Shel’s On It… Blogs Don’t Replace News Releases
A post worth reading… of course blogs won’t replace news releases. Much like blogs won’t replace magazines. I’ve written about this so many times that I won’t rant on again about it here. Other than to say…
The press release performs a key technical communications function. It’s the official, final, absolute communication from a company. And that moves markets and influences decisions like no other. It’ll be here for a long time. Ok, it’s getting commoditized like everything else – prices are coming down, richness and distribution are going up, folks are getting much more targetted… but they are here to stay… I promise.

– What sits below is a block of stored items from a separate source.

// Copyright 2026 Phillip Cloud
// Licensed under the Apache License, Version 2.0

use serde::{Deserialize, Serialize};
use std::path::{Path, PathBuf};

#[derive(Debug, Clone, Default, PartialEq, Eq, Hash, Serialize, Deserialize)]
pub struct DictionaryRecord {
    pub phrase: String,
    pub bopomofo: String,
    pub frequency: u32,
}

impl DictionaryRecord {
    pub fn new(phrase: impl Into<String>, bopomofo: impl Into<String>, frequency: u32) -> Self {
        Self {
            phrase: phrase.into(),
            bopomofo: bopomofo.into(),
            frequency,
        }
    }

    /// The record appended by an insert: empty phrase and reading, frequency 0.
    pub fn blank() -> Self {
        Self::default()
    }
}

/// Raw text of the phrase form before it becomes a record.
#[derive(Debug, Clone, Default, PartialEq, Eq)]
pub struct RecordDraft {
    pub phrase: String,
    pub bopomofo: String,
    pub frequency: String,
}

impl RecordDraft {
    pub fn from_record(record: &DictionaryRecord) -> Self {
        Self {
            phrase: record.phrase.clone(),
            bopomofo: record.bopomofo.clone(),
            frequency: record.frequency.to_string(),
        }
    }

    pub fn into_record(self) -> DictionaryRecord {
        DictionaryRecord {
            frequency: coerce_frequency(&self.frequency),
            phrase: self.phrase,
            bopomofo: self.bopomofo,
        }
    }
}

/// Parses a frequency field. Anything that is not a non-negative integer
/// that fits in `u32` becomes 0.
pub fn coerce_frequency(input: &str) -> u32 {
    input.trim().parse::<u32>().unwrap_or(0)
}

#[derive(Debug, Clone, Copy, PartialEq, Eq, Hash, Serialize, Deserialize)]
pub enum DictionaryCategory {
    System,
    Extension,
    Personal,
}

impl DictionaryCategory {
    pub const ALL: [Self; 3] = [Self::System, Self::Extension, Self::Personal];

    pub const fn as_str(self) -> &'static str {
        match self {
            Self::System => "system",
            Self::Extension => "extension",
            Self::Personal => "personal",
        }
    }

    pub fn parse(value: &str) -> Option<Self> {
        match value {
            "system" => Some(Self::System),
            "extension" => Some(Self::Extension),
            "personal" => Some(Self::Personal),
            _ => None,
        }
    }

    pub const fn label(self) -> &'static str {
        match self {
            Self::System => "系統",
            Self::Extension => "擴充",
            Self::Personal => "個人",
        }
    }

    pub const fn is_editable(self) -> bool {
        matches!(self, Self::Personal)
    }
}

#[derive(Debug, Clone, PartialEq, Eq, Serialize, Deserialize)]
pub struct DictionaryResource {
    pub category: DictionaryCategory,
    pub name: String,
    pub path: PathBuf,
}

impl DictionaryResource {
    pub fn new(category: DictionaryCategory, name: impl Into<String>, path: &Path) -> Self {
        Self {
            category,
            name: name.into(),
            path: path.to_path_buf(),
        }
    }

    pub const fn is_editable(&self) -> bool {
        self.category.is_editable()
    }
}

#[derive(Debug, Clone, Default, PartialEq, Eq, Serialize, Deserialize)]
pub struct DictionaryInfo {
    pub name: String,
    pub version: String,
    pub copyright: String,
    pub license: String,
    pub software: String,
}

impl DictionaryInfo {
    pub fn rows(&self) -> [(&'static str, &str); 5] {
        [
            ("名稱", self.name.as_str()),
            ("版本", self.version.as_str()),
            ("著作權", self.copyright.as_str()),
            ("授權方式", self.license.as_str()),
            ("製作軟體", self.software.as_str()),
        ]
    }
}

#[derive(Debug, Clone, PartialEq, Eq, PartialOrd, Ord, Serialize, Deserialize)]
pub struct FontFamily {
    pub name: String,
    pub display_name: String,
}
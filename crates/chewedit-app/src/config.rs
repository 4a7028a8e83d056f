// Copyright 2026 Phillip Cloud
// Licensed under the Apache License, Version 2.0

use anyhow::{Result, bail};
use serde::{Deserialize, Serialize};

/// Actions that can be bound to a key combination.
pub const KEYBIND_ACTIONS: [&str; 2] = ["toggle_simplified_chinese", "toggle_hsu_keyboard"];

pub const UPDATE_CHANNELS: [&str; 3] = ["none", "stable", "development"];

const KEYBOARD_LAYOUTS: [(i32, &str); 10] = [
    (0, "標準鍵盤"),
    (1, "許氏鍵盤"),
    (2, "IBM 鍵盤"),
    (3, "精業鍵盤"),
    (4, "倚天鍵盤"),
    (5, "倚天 26 鍵"),
    (8, "大千 26 鍵"),
    (9, "漢語拼音"),
    (10, "台灣華語羅馬拼音"),
    (11, "注音二式"),
];

const SEL_KEYS: [&str; 6] = [
    "1234567890",
    "asdfghjkl;",
    "asdfzxcv89",
    "asdfjkl789",
    "aoeuhtn789",
    "1234qweras",
];

const CONV_ENGINES: [&str; 3] = ["簡單注音", "智慧選詞", "模糊智慧選詞"];

const ENGLISH_LAYOUTS: [&str; 7] = [
    "無",
    "Dvorak",
    "Carplx (QGMLWY)",
    "Colemak",
    "Colemak-DH ANSI",
    "Colemak-DH Orth",
    "Workman",
];

#[derive(Debug, Clone, PartialEq, Eq, Serialize, Deserialize)]
pub struct Keybinding {
    pub key: String,
    pub action: String,
}

/// Input method settings. The editing core never interprets these beyond the
/// keybinding upsert and the label helpers.
#[derive(Debug, Clone, PartialEq, Eq, Serialize, Deserialize)]
#[serde(default)]
pub struct TsfSettings {
    pub switch_lang_with_shift: bool,
    pub enable_fullwidth_toggle_key: bool,
    pub enable_caps_lock: bool,
    pub show_notification: bool,
    pub enable_auto_learn: bool,
    pub esc_clean_all_buf: bool,
    pub full_shape_symbols: bool,
    pub upper_case_with_shift: bool,
    pub add_phrase_forward: bool,
    pub phrase_choice_rearward: bool,
    pub easy_symbols_with_shift: bool,
    pub easy_symbols_with_shift_ctrl: bool,
    pub cursor_cand_list: bool,
    pub show_cand_with_space_key: bool,
    pub advance_after_selection: bool,
    pub default_full_space: bool,
    pub default_english: bool,
    pub output_simp_chinese: bool,
    pub sel_key_type: i32,
    pub conv_engine: i32,
    pub cand_per_row: i32,
    pub cand_per_page: i32,
    pub font_size: i32,
    pub font_family: String,
    pub font_fg_color: String,
    pub font_bg_color: String,
    pub font_highlight_fg_color: String,
    pub font_highlight_bg_color: String,
    pub font_number_fg_color: String,
    pub keyboard_layout: i32,
    pub simulate_english_layout: i32,
    pub shift_key_sensitivity: i32,
    pub auto_check_update_channel: String,
    pub keybind: Vec<Keybinding>,
}

impl Default for TsfSettings {
    fn default() -> Self {
        Self {
            switch_lang_with_shift: true,
            enable_fullwidth_toggle_key: false,
            enable_caps_lock: true,
            show_notification: true,
            enable_auto_learn: true,
            esc_clean_all_buf: false,
            full_shape_symbols: true,
            upper_case_with_shift: false,
            add_phrase_forward: true,
            phrase_choice_rearward: false,
            easy_symbols_with_shift: true,
            easy_symbols_with_shift_ctrl: false,
            cursor_cand_list: true,
            show_cand_with_space_key: false,
            advance_after_selection: true,
            default_full_space: false,
            default_english: false,
            output_simp_chinese: false,
            sel_key_type: 0,
            conv_engine: 1,
            cand_per_row: 3,
            cand_per_page: 9,
            font_size: 16,
            font_family: "Segoe UI".to_owned(),
            font_fg_color: "000000FF".to_owned(),
            font_bg_color: "FAFAFAFF".to_owned(),
            font_highlight_fg_color: "FFFFFFFF".to_owned(),
            font_highlight_bg_color: "000000FF".to_owned(),
            font_number_fg_color: "0000FFFF".to_owned(),
            keyboard_layout: 0,
            simulate_english_layout: 0,
            shift_key_sensitivity: 200,
            auto_check_update_channel: "stable".to_owned(),
            keybind: Vec::new(),
        }
    }
}

/// Everything the settings screen loads and saves in one piece.
#[derive(Debug, Clone, Default, PartialEq, Eq, Serialize, Deserialize)]
#[serde(default)]
pub struct ImeConfig {
    pub symbols_dat: String,
    pub swkb_dat: String,
    pub chewing_tsf: TsfSettings,
}

impl ImeConfig {
    /// Binds `key` to `action`. An existing binding for the action keeps its
    /// position; otherwise the binding goes to the end.
    pub fn set_keybind(&mut self, action: &str, key: &str) {
        let keybind = &mut self.chewing_tsf.keybind;
        match keybind.iter_mut().find(|binding| binding.action == action) {
            Some(binding) => binding.key = key.to_owned(),
            None => keybind.push(Keybinding {
                key: key.to_owned(),
                action: action.to_owned(),
            }),
        }
    }

    pub fn keybind_for(&self, action: &str) -> &str {
        self.chewing_tsf
            .keybind
            .iter()
            .find(|binding| binding.action == action)
            .map_or("", |binding| binding.key.as_str())
    }

    pub fn validate(&self) -> Result<()> {
        let settings = &self.chewing_tsf;
        for (field, value) in [
            ("cand_per_row", settings.cand_per_row),
            ("cand_per_page", settings.cand_per_page),
        ] {
            if !(1..=10).contains(&value) {
                bail!("chewing_tsf.{field} must be between 1 and 10, got {value}");
            }
        }
        if settings.font_size <= 0 {
            bail!(
                "chewing_tsf.font_size must be positive, got {}",
                settings.font_size
            );
        }
        if !(100..=1000).contains(&settings.shift_key_sensitivity) {
            bail!(
                "chewing_tsf.shift_key_sensitivity must be between 100 and 1000 ms, got {}",
                settings.shift_key_sensitivity
            );
        }
        if !indexes(settings.sel_key_type, SEL_KEYS.len()) {
            bail!(
                "chewing_tsf.sel_key_type must be 0-{}, got {}",
                SEL_KEYS.len() - 1,
                settings.sel_key_type
            );
        }
        if !indexes(settings.conv_engine, CONV_ENGINES.len()) {
            bail!(
                "chewing_tsf.conv_engine must be 0-{}, got {}",
                CONV_ENGINES.len() - 1,
                settings.conv_engine
            );
        }
        if !KEYBOARD_LAYOUTS
            .iter()
            .any(|(value, _)| *value == settings.keyboard_layout)
        {
            bail!(
                "chewing_tsf.keyboard_layout {} is not a known layout -- use one of {}",
                settings.keyboard_layout,
                KEYBOARD_LAYOUTS
                    .iter()
                    .map(|(value, _)| value.to_string())
                    .collect::<Vec<_>>()
                    .join(", ")
            );
        }
        if !indexes(settings.simulate_english_layout, ENGLISH_LAYOUTS.len()) {
            bail!(
                "chewing_tsf.simulate_english_layout must be 0-{}, got {}",
                ENGLISH_LAYOUTS.len() - 1,
                settings.simulate_english_layout
            );
        }
        if !UPDATE_CHANNELS.contains(&settings.auto_check_update_channel.as_str()) {
            bail!(
                "chewing_tsf.auto_check_update_channel {:?} is not valid -- use one of {}",
                settings.auto_check_update_channel,
                UPDATE_CHANNELS.join(", ")
            );
        }
        for (field, value) in [
            ("font_fg_color", &settings.font_fg_color),
            ("font_bg_color", &settings.font_bg_color),
            ("font_highlight_fg_color", &settings.font_highlight_fg_color),
            ("font_highlight_bg_color", &settings.font_highlight_bg_color),
            ("font_number_fg_color", &settings.font_number_fg_color),
        ] {
            if value.len() != 8 || !value.chars().all(|ch| ch.is_ascii_hexdigit()) {
                bail!("chewing_tsf.{field} must be 8 hex digits (RRGGBBAA), got {value:?}");
            }
        }
        Ok(())
    }
}

fn indexes(value: i32, len: usize) -> bool {
    usize::try_from(value).is_ok_and(|index| index < len)
}

pub fn sel_keys_label(sel_key_type: i32) -> &'static str {
    usize::try_from(sel_key_type)
        .ok()
        .and_then(|index| SEL_KEYS.get(index))
        .copied()
        .unwrap_or(SEL_KEYS[0])
}

pub fn conv_engine_label(conv_engine: i32) -> &'static str {
    usize::try_from(conv_engine)
        .ok()
        .and_then(|index| CONV_ENGINES.get(index))
        .copied()
        .unwrap_or(CONV_ENGINES[1])
}

pub fn keyboard_layout_label(layout: i32) -> &'static str {
    KEYBOARD_LAYOUTS
        .iter()
        .find(|(value, _)| *value == layout)
        .map_or(KEYBOARD_LAYOUTS[0].1, |(_, label)| label)
}

pub fn english_layout_label(layout: i32) -> &'static str {
    usize::try_from(layout)
        .ok()
        .and_then(|index| ENGLISH_LAYOUTS.get(index))
        .copied()
        .unwrap_or(ENGLISH_LAYOUTS[0])
}

pub fn update_channel_label(channel: &str) -> &'static str {
    match channel {
        "none" => "停用",
        "development" => "預覽版",
        _ => "穩定版",
    }
}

Too often people think of this little paper mechanisim when thinking of a release. For the most part they are digital and have as much utility as a blog. Many are RSS enabled – just like a blog. (I get all my Sun releases via RSS). And as Shel rightly points out, they’re written for the press. At least some of them are.
And as Shel says:
None of which suggests that company executives shouldn’t blog. Opening a channel of communcation between an organization’s leadership and key external audiences is one of the best business uses of blogs. But it doesn’t eliminate the need for press releases any more than the introduction of e-mail eliminated the need for telephones and faxes.
When A Blogger Blogs…
Can an employer intervene? From the NY Times this morning::
As the practice of blogging has spread, employees like Mr. Kennedy are coming to the realization that corporations, which spend millions of dollars protecting their brands, are under no particular obligation to tolerate threats, real or perceived, from the activities of people who become identified with those brands, even if it is on their personal Web sites.
They are also learning that the law offers no special protections for blogging – certainly no more than for any other off-duty activity.
The notion that you should blog anonymously to avoid getting fired though – as suggested by the Electronic Frontier Foundation – is, well, ludicrous. First, anonymity is pretty much impossible on the web. If what you are going to blog is that bad it’s likely all you would be doing is staying the inevitable. Blogging on your work or employer in a public forum needs to be done in the context of their policies, practices and culture. A better rule might have been, use your head – and where you’re not confident of that, blog on something other than you boss. You have no protection either way. Get over it.
Blogging on matters of work, while still working where you work, will always be a bit of a grey area. No policy will fix that without killing the spirit in which blogging is undertaken. Nial’s story is a positive one. One based on open dialog. The employer acted responsibly. The employee acted responsibly – and with sensitivity. Where there is no dialog folks get fired and employers good names get tarnished.
SNT Of the Week…
One of my keynote attendees suggested that once a week I do a blink on a social networking technology. I’m not sure how long I will keep this up but in the spirit of giving anything a try… take a look at ZoomInfo. A pretty quick way to search on people. It’s kind of accurate and very interesting.
:: ZoomInfo is a unique summarization search engine that finds, understands and extracts the latest online information about people and companies and instantly delivers it to you in concise and useful summaries.
And then there is BlogBridge… I’m testing this RSS reader. Not sure if I see enough to abandon my investment in NetNewswire. It’s nice to have an alternative on the Mac though. And, it includes a server-based service (free!) that enables you to synchronize your subscriptions between different computers.